— DATA SHOWN —
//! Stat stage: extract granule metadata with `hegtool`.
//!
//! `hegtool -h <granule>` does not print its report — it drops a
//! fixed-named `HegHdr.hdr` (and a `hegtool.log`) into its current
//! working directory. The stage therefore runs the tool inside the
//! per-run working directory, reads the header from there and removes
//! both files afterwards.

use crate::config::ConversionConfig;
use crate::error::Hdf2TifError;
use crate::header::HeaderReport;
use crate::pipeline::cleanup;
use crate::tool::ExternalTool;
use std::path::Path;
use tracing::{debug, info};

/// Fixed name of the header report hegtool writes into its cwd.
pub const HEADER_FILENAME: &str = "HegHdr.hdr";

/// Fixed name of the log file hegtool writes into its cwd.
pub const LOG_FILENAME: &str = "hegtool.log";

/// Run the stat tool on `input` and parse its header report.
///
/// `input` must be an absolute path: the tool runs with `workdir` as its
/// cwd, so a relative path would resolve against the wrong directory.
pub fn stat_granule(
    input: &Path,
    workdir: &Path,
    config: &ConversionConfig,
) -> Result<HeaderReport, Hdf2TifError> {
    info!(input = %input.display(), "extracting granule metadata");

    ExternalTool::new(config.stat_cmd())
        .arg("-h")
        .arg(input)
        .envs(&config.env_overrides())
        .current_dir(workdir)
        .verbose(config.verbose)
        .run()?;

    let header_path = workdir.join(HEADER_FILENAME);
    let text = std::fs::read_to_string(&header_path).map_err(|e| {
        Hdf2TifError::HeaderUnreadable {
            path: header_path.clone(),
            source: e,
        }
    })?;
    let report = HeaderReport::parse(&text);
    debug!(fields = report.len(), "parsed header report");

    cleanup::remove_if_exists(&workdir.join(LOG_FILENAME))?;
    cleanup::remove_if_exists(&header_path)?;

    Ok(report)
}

* * *

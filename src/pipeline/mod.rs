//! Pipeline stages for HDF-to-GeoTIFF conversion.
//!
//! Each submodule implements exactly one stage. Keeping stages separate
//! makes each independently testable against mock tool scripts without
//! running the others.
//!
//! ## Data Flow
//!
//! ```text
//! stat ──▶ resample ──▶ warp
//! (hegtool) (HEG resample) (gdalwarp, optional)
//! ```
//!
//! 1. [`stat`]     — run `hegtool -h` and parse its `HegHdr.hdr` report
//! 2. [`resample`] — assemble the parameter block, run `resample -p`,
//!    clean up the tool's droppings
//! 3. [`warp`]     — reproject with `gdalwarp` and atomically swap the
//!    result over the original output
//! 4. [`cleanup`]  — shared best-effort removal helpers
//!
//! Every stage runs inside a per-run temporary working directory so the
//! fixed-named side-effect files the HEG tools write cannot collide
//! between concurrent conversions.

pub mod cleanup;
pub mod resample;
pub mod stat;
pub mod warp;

---

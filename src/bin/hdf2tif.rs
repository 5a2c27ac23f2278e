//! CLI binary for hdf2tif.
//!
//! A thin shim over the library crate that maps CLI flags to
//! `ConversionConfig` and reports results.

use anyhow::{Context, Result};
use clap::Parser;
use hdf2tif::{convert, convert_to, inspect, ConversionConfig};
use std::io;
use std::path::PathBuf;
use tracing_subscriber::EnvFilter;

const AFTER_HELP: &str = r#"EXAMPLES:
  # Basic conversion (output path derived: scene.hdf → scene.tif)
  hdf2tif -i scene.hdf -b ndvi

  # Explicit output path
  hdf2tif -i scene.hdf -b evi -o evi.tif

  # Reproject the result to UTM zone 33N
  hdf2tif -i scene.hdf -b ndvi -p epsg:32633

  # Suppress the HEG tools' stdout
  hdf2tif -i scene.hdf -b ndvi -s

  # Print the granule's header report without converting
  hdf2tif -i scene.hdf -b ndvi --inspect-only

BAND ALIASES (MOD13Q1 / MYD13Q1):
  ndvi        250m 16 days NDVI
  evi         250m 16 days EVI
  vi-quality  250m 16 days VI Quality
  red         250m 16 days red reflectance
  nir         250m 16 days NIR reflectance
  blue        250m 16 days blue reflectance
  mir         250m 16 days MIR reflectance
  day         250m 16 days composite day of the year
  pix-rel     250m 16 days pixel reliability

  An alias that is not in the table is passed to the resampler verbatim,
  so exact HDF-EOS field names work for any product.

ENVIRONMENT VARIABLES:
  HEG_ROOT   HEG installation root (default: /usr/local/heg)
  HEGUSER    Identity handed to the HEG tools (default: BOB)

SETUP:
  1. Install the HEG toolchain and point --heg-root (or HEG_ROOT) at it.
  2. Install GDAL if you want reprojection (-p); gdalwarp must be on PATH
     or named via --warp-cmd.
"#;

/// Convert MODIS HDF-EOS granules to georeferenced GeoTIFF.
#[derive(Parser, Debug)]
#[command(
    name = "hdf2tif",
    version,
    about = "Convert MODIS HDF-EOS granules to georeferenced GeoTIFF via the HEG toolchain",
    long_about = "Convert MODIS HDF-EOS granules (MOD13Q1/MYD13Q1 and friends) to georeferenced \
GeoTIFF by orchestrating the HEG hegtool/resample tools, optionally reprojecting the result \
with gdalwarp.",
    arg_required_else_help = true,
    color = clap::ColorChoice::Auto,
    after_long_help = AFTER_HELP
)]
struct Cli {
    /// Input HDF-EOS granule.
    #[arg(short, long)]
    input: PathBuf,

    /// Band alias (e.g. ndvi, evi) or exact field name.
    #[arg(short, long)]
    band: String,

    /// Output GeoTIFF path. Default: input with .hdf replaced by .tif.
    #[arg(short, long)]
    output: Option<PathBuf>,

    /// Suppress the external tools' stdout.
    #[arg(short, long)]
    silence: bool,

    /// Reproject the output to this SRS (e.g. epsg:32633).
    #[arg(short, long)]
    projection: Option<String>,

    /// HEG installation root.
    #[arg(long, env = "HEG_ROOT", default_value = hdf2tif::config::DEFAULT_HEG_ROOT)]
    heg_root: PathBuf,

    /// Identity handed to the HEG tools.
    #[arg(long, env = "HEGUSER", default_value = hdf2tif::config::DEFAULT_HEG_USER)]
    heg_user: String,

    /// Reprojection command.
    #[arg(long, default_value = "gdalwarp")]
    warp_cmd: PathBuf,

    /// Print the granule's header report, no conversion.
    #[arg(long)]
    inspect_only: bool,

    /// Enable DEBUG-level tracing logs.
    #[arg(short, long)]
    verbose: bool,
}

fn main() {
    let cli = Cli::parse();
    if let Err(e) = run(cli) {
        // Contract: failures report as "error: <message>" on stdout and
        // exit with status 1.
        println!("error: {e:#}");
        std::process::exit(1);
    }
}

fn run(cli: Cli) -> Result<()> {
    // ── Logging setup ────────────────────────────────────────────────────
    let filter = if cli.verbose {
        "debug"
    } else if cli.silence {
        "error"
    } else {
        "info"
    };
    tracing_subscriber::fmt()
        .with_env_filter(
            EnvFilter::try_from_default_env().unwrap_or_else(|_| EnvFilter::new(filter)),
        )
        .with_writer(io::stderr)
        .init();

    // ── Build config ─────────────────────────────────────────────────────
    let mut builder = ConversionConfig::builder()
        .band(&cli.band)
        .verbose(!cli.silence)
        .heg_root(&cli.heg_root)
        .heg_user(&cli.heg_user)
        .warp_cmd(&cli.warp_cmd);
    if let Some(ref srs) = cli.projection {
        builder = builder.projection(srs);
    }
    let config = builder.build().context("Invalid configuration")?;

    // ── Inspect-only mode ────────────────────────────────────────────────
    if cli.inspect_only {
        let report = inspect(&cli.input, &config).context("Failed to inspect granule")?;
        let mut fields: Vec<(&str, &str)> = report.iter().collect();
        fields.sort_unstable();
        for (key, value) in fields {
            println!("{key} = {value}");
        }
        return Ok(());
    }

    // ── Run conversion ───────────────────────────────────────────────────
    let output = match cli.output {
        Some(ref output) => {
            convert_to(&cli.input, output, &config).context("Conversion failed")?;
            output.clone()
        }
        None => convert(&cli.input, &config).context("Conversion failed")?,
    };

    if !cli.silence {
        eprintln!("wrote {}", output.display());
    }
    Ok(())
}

— WORK INSTRUCTION —
Show every line of the material that includes the string "clap".

— TASK ANSWER —
use clap::Parser;
    color = clap::ColorChoice::Auto,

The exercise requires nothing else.